Optimizers are a critical component of a Neural Network architecture. During training, they play a key role in helping the network learn to make better and better predictions.
They do this by finding the optimal set of model parameters like weights and biases so that the model can produce the best outputs for the problem they’re solving.
The most common optimization technique used by most neural networks is gradient descent.
Most popular deep learning libraries, such as Pytorch and Keras, have a plethora of built-in optimizers based on gradient descent eg. SGD, Adadelta, Adagrad, RMSProp, Adam, and so on.
Why are there so many different optimization algorithms? How do we decide which one to choose?
If you read the docs for each one, they describe a formula for how it updates model parameters. What does each formula mean and what is its significance? Before we are ready to dive into the maths, my goal with this article is to provide some overall context and get some intuition about how each algorithm fits in.

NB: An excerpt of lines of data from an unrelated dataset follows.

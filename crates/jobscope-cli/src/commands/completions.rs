use clap::{Args, CommandFactory};
use clap_complete::{generate, Shell};
use std::io::{self, Write};

#[derive(Args)]
pub struct Completions {
    /// The shell to generate completions for
    #[arg(value_enum, long)]
    pub shell: Shell,
}

impl Completions {
    pub fn run(&self) -> Result<(), Box<dyn std::error::Error>> {
        let mut cmd = crate::Cli::command();
        let bin_name = cmd.get_name().to_string();

        if self.shell == Shell::Zsh {
            // Guard the bare compdef call so the script can be sourced before compinit.
            let mut buf = Vec::new();
            generate(self.shell, &mut cmd, bin_name.clone(), &mut buf);
            let script = String::from_utf8(buf)?;

            let bare = format!("compdef _{0} {0}", bin_name);
            let guarded = format!("(( $+functions[compdef] )) && compdef _{0} {0}", bin_name);
            io::stdout().write_all(script.replace(&bare, &guarded).as_bytes())?;
        } else {
            generate(self.shell, &mut cmd, bin_name, &mut io::stdout());
        }

        Ok(())
    }
}

#[cfg(test)]
mod tests {
    use super::*;

    #[test]
    fn bash_completions_mention_subcommands() {
        let mut cmd = crate::Cli::command();
        let mut buf = Vec::new();
        generate(Shell::Bash, &mut cmd, "jobscope", &mut buf);
        let script = String::from_utf8(buf).unwrap();
        assert!(script.contains("matrix"));
        assert!(script.contains("profile"));
    }

    #[test]
    fn cli_definition_is_consistent() {
        crate::Cli::command().debug_assert();
    }
}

In fact, I will not discuss the formulae themselves here but will leave that for another article.
Review of Optimization with Gradient Descent
Loss Curve
Let’s start with a typical 3D picture of the gradient descent algorithm at work.
Loss curve for Gradient Descent (Source)
This picture shows a network with two weight parameters:
- The horizontal plane has two axes, for weights w1 and w2 respectively.
- The vertical axis shows the value of the loss, for each combination of the weights
In other words, the shape of the curve shows the “Loss Landscape” for the neural network. It plots the loss for different values of the weights, while we keep the input dataset fixed.
The blue line plots the trajectory of the gradient descent algorithm during optimization:
- It starts off by choosing some random values for both weights and computes the loss value.
- At each iteration, as it updates its weight values, resulting in a lower loss (hopefully), it moves to a lower point along the curve
- Finally, it arrives at its objective which is the bottom of the curve where the loss is lowest.
Computing the Gradient
The algorithm updates weights based on the gradient of the loss curve at that point, and a learning rate factor.
Gradient Descent parameter update (Image by Author)
The gradient measures the slope and is the change in the vertical direction ( dL) divided by the change in the horizontal direction (dW). This means that the gradient is large for steep slopes and small for gentle slopes.
Computing the Gradient (Image by Author)
Gradient Descent in Practice
These loss curves are a useful visualization to understand the concept of gradient descent. However, we should realize that this is an idealized scenario, not a realistic one:
- The picture above shows a smooth convex-shaped curve. In reality, the curve is very bumpy.
A neural network loss landscape (Source, by permission of Hao Li)
- Secondly, we are not going to have just 2 parameters. There are often tens or hundreds of millions, and it is impossible to visualize or even imagine that in your head.
At each iteration, gradient descent works by “looking in all directions to find the best slope that it can go down”. So what happens when the best slope isn’t the best direction to take?
- What if the landscape slopes steeply in one direction but the lowest point is in the direction of the more gentle slope?
- Or what if the landscape all around is fairly flat?
- Or if it goes down a deep ditch how does it climb out of it?
These are some examples of curves that pose difficulties for it. Let’s look at those next.
Challenges with Gradient Descent Optimization
Local Minima
In a typical loss curve, you might have many local minima in addition to the global minimum. Because Gradient Descent is designed to keep going downwards, once it goes down a local minimum, it finds it very difficult to climb back up the slope. So it might get stuck there without reaching the global minimum.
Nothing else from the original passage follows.